ヤスミン伍長の報告と共に、今度は何かがゴウッ! と轟音を立てて通り過ぎる衝撃音がした。床がピリピリ震える。
「敵艦、我が艦の腹に入り込みました!」
ドブロクが叫ぶと同時に、立つことが困難な程の地震が絶え間なく襲う。
空中艦に地震など起こりうるはずもない、考えられるのは――
「敵艦が集中砲撃を開始!」
ヤスミンが泣きそうな声を挙げた。
「い、イカン…ナザール・ボンジューは揚陸艦だから下部に火器を装備してない!」
ずり落ちかけた帽子を押さえ、デイル艦長が唸った。
「操舵手、回避行動を取りつつ、反撃のタイミングを作れ!」
「ヨーソロッ!!」
初めほどではないにせよボディーブローの様に、敵弾の着弾衝撃が、我々の内臓を抉る。
「か、艦長駄目ですゥゥゥ!!」
今度はハッキリ泣き叫んでドブロクが報告した。
「我が艦は急いで出発したため、通常弾を搭載する余裕が無かったそうですだ! 予備弾が格砲2発ずつしかないそうですだ!」
無言でコンソールを叩くデイル。
「……くっ、雲の内側に逃げ込め!」
艦前方の右側に目視できる大きな積乱雲が見えていた。
「で、ですが……」
「他に手は無い! 良いから早く入れ!」
ずっとアラームが止まらない。

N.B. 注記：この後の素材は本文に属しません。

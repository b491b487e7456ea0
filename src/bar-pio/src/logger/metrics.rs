// Copyright 2025 Amazon.com, Inc. or its affiliates. All Rights Reserved.
// SPDX-License-Identifier: Apache-2.0

//! Metric primitives.
//!
//! Counters exhibit interior mutability and are `Sync`, so subsystems can
//! update them through a global non-mut static. Serialization flushes the
//! delta since the previous flush and resets it, so periodic serialization of
//! the aggregate metrics struct yields per-interval counts.

use std::sync::atomic::{AtomicU64, Ordering};

use serde::{Serialize, Serializer};

/// Used for defining new types of metrics that act as a counter (i.e they are
/// continuously updated by incrementing their value).
pub trait IncMetric {
    /// Adds `value` to the current counter.
    fn add(&self, value: u64);
    /// Increments by 1 unit the current counter.
    fn inc(&self) {
        self.add(1);
    }
    /// Returns current value of the counter.
    fn count(&self) -> u64;
}

/// Counter that may be incremented from more than one thread.
///
/// Keeps two values: the live count and the count at the last flush, so a
/// flush can emit the delta without a racy reset of the live value.
#[derive(Debug, Default)]
pub struct SharedIncMetric(AtomicU64, AtomicU64);

impl SharedIncMetric {
    /// Const default construction.
    pub const fn new() -> Self {
        Self(AtomicU64::new(0), AtomicU64::new(0))
    }
}

impl IncMetric for SharedIncMetric {
    fn add(&self, value: u64) {
        self.0.fetch_add(value, Ordering::Relaxed);
    }

    fn count(&self) -> u64 {
        self.0.load(Ordering::Relaxed)
    }
}

impl Serialize for SharedIncMetric {
    /// Serializes the delta since the previous flush and, on success, resets
    /// it. Any print of the metrics will also reset them.
    fn serialize<S: Serializer>(&self, serializer: S) -> Result<S::Ok, S::Error> {
        let snapshot = self.0.load(Ordering::Relaxed);
        let res = serializer.serialize_u64(snapshot - self.1.load(Ordering::Relaxed));

        if res.is_ok() {
            self.1.store(snapshot, Ordering::Relaxed);
        }
        res
    }
}

#[cfg(test)]
mod tests {
    use super::*;

    #[test]
    fn test_shared_inc_metric() {
        let metric = SharedIncMetric::new();
        metric.inc();
        metric.add(4);
        assert_eq!(metric.count(), 5);
    }

    #[test]
    fn test_serialize_resets_delta() {
        let metric = SharedIncMetric::new();
        metric.add(3);
        assert_eq!(serde_json::to_string(&metric).unwrap(), "3");
        // The live count is untouched, the flushed delta is reset.
        assert_eq!(metric.count(), 3);
        assert_eq!(serde_json::to_string(&metric).unwrap(), "0");
        metric.inc();
        assert_eq!(serde_json::to_string(&metric).unwrap(), "1");
    }
}
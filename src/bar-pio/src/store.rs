// Copyright 2025 Amazon.com, Inc. or its affiliates. All Rights Reserved.
// SPDX-License-Identifier: Apache-2.0

//! Backing-store ports: the pluggable contract behind each BAR region.
//!
//! A store answers per-DWORD reads and writes. The read port has a fixed,
//! documented latency in clocks; the controller models that latency with an
//! explicit delay queue per region and requires every store sharing one
//! controller instance to declare the same value. Writes are fire-and-forget
//! and take effect in the cycle they are dispatched.

/// Contract every pluggable backing store must satisfy.
///
/// Implementations must answer `read_dword` deterministically and must not
/// vary `read_latency` over the lifetime of the store; the response
/// multiplexer assumes at most one store response becomes due per clock,
/// which holds by construction only under a uniform fixed latency.
pub trait BarStore: std::fmt::Debug {
    /// Fixed read-port latency in clocks.
    fn read_latency(&self) -> u8 {
        0
    }

    /// Read the DWORD at `addr` (4-byte aligned).
    fn read_dword(&mut self, addr: u32) -> u32;

    /// Write `data` to `addr`, modifying only the bytes enabled in the low
    /// 4 bits of `byte_enable` (bit 0 = least significant byte).
    fn write_dword(&mut self, addr: u32, byte_enable: u8, data: u32);
}

/// Memory-backed store: a flat little-endian byte array behind a BAR window.
///
/// Addresses wrap modulo the window size, mirroring how a device BAR decodes
/// only the low address bits. DWORDs are stored little-endian at their byte
/// offset.
#[derive(Debug, Clone)]
pub struct RamStore {
    mem: Vec<u8>,
    latency: u8,
}

impl RamStore {
    /// Zero-filled store of `size` bytes with a combinational (0-cycle) read
    /// port. `size` must be a non-zero multiple of 4.
    pub fn new(size: usize) -> RamStore {
        RamStore::with_latency(size, 0)
    }

    /// Zero-filled store with an explicit read latency.
    pub fn with_latency(size: usize, latency: u8) -> RamStore {
        assert!(size != 0 && size % 4 == 0);
        RamStore {
            mem: vec![0; size],
            latency,
        }
    }

    /// Window size in bytes.
    pub fn size(&self) -> usize {
        self.mem.len()
    }

    fn offset(&self, addr: u32) -> usize {
        (addr as usize) % self.mem.len()
    }
}

impl BarStore for RamStore {
    fn read_latency(&self) -> u8 {
        self.latency
    }

    fn read_dword(&mut self, addr: u32) -> u32 {
        let base = self.offset(addr & !0x3);
        let bytes: [u8; 4] = self.mem[base..base + 4].try_into().unwrap();
        u32::from_le_bytes(bytes)
    }

    fn write_dword(&mut self, addr: u32, byte_enable: u8, data: u32) {
        let base = self.offset(addr & !0x3);
        for (i, byte) in data.to_le_bytes().iter().enumerate() {
            if byte_enable & (1 << i) != 0 {
                self.mem[base + i] = *byte;
            }
        }
    }
}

ナザール・ボンジューの状態を示すモニターは艦底部を真っ赤にしている。
これは……控えめに言っても、ピンチだ。
「敵艦、雲の中に逃げ込みました!」
ウォルター中佐の報告で、艦内のクルーがドッと盛り上がった。
「フフフ…雲に入った所で最新レーダーを搭載しているこの艦『サマセット・モーム』から逃げきれると思うなよ?」
困り八の字眉毛の男が顎を撫でつけながら、昏い笑いを浮かべた。